PESCARA – Le foto relative alla presunta tangente “delle mele”, che sarebbe stata consegnata dall’ex patron di Villa Pini, Vincenzo Maria Angelini a Ottaviano Del Turco, il 2 novembre 2007, a Collelongo (L’Aquila), sono state effettivamente scattate in quella data.
Lo hanno confermato, oggi, i periti del Tribunale di Pescara, Roberto Baldoni e Luca Montanari, durante l’udienza del processo “Sanitopoli”, su presunte tangenti nella sanità privata abruzzese, che vede fra i principali imputati proprio l’ex presidente della Regione, Del Turco.
I due periti dell’Università La Sapienza hanno dunque avvalorato quanto dichiarato da Angelini.
Secondo la difesa invece le foto vanno collocate in un periodo compreso tra il giugno e il novembre 2006.
Nella loro perizia, i consulenti si sono basati sulle date contenute nella macchinetta fotografica dell’imprenditore e su altre desumibili da elementi oggettivi presenti nelle stesse foto.
Tra i dati oggettivi, l’immagine di una cartella clinica relativa ad un parto cesareo d’urgenza, effettuato il 21 ottobre 2006, nella clinica Santa Maria di Avezzano (L’Aquila) contenuta nella foto n.59, datata dalla macchinetta 17 marzo 2005.
Attraverso un calcolo fra le due date, i periti sono giunti ad uno “sfasamento” di 583 giorni, ossia un anno, sette mesi e quattro giorni.
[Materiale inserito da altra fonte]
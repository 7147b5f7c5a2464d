use icd_assistant::coding::report::{CorpusReport, RecordResult};

fn result(id: &str, entities: &[&str], matched: bool) -> RecordResult {
    RecordResult::new(
        id.to_string(),
        "narrative".to_string(),
        entities.iter().map(|e| e.to_string()).collect(),
        Vec::new(),
        "reference".to_string(),
        matched,
    )
}

#[test]
fn empty_corpus_has_zero_ratios() {
    let report = CorpusReport::build(Vec::new());
    assert_eq!(report.summary.total_records, 0);
    assert_eq!(report.summary.total_entities, 0);
    assert_eq!(report.summary.average_entities, 0.0);
    assert_eq!(report.summary.accuracy, 0.0);
}

#[test]
fn accuracy_is_an_exact_ratio() {
    let report = CorpusReport::build(vec![
        result("P1", &["fever"], true),
        result("P2", &[], false),
        result("P3", &["cough"], true),
    ]);
    assert_eq!(report.summary.accuracy, 2.0 / 3.0);
    assert_eq!(report.summary.matched_records, 2);
    assert_eq!(report.summary.unmatched_records, 1);
}

#[test]
fn result_order_equals_input_order() {
    let report = CorpusReport::build(vec![
        result("P3", &[], false),
        result("P1", &[], false),
        result("P2", &[], false),
    ]);
    let ids: Vec<&str> = report.results.iter().map(|r| r.patient_id.as_str()).collect();
    assert_eq!(ids, vec!["P3", "P1", "P2"]);
}

#[test]
fn summary_shape() {
    let report = CorpusReport::build(vec![
        result("P1", &["fever", "cough"], true),
        result("P2", &["headache"], false),
    ]);
    insta::assert_json_snapshot!(report.summary, @r###"
    {
      "total_records": 2,
      "total_entities": 3,
      "matched_records": 1,
      "unmatched_records": 1,
      "average_entities": 1.5,
      "accuracy": 0.5
    }
    "###);
}
//! Diagnosis coding: dictionary lookup, code mapping, evaluation, reporting.

pub mod dictionary;
pub mod evaluate;
pub mod mapper;
pub mod report;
Tale ragionamento matematico-logico è stato, quindi, applicato anche alle foto (da numero 82 a 95) relative alla presunta tangente consegnata a Collelongo, arrivando al 2 novembre 2007.
I periti hanno aggiunto alla data riportata nella macchinetta di Angelini, ossia 29 marzo 2006, i 583 giorni.
Nella loro relazione, i consulenti si sono basati anche su uno studio sulle ombre. Hanno preso, inoltre, in considerazione le ore riportate su orologi immortalati in talune foto.
Per quanto riguarda le fotografie successive (dalla numero 96 alla 132), relative ai lavori effettuati a Villa Pini, per i periti vanno datate al 9 novembre 2007.
A tal proposito, durante il controesame, l’avvocato Giandomenico Caiazza, legale di Del Turco, ha chiesto se potrebbero essere state effettuate modifiche sulle date della macchinetta, i periti hanno risposto che ciò non si può escludere, ma che comunque a loro avviso non è stato modificato alcun dato.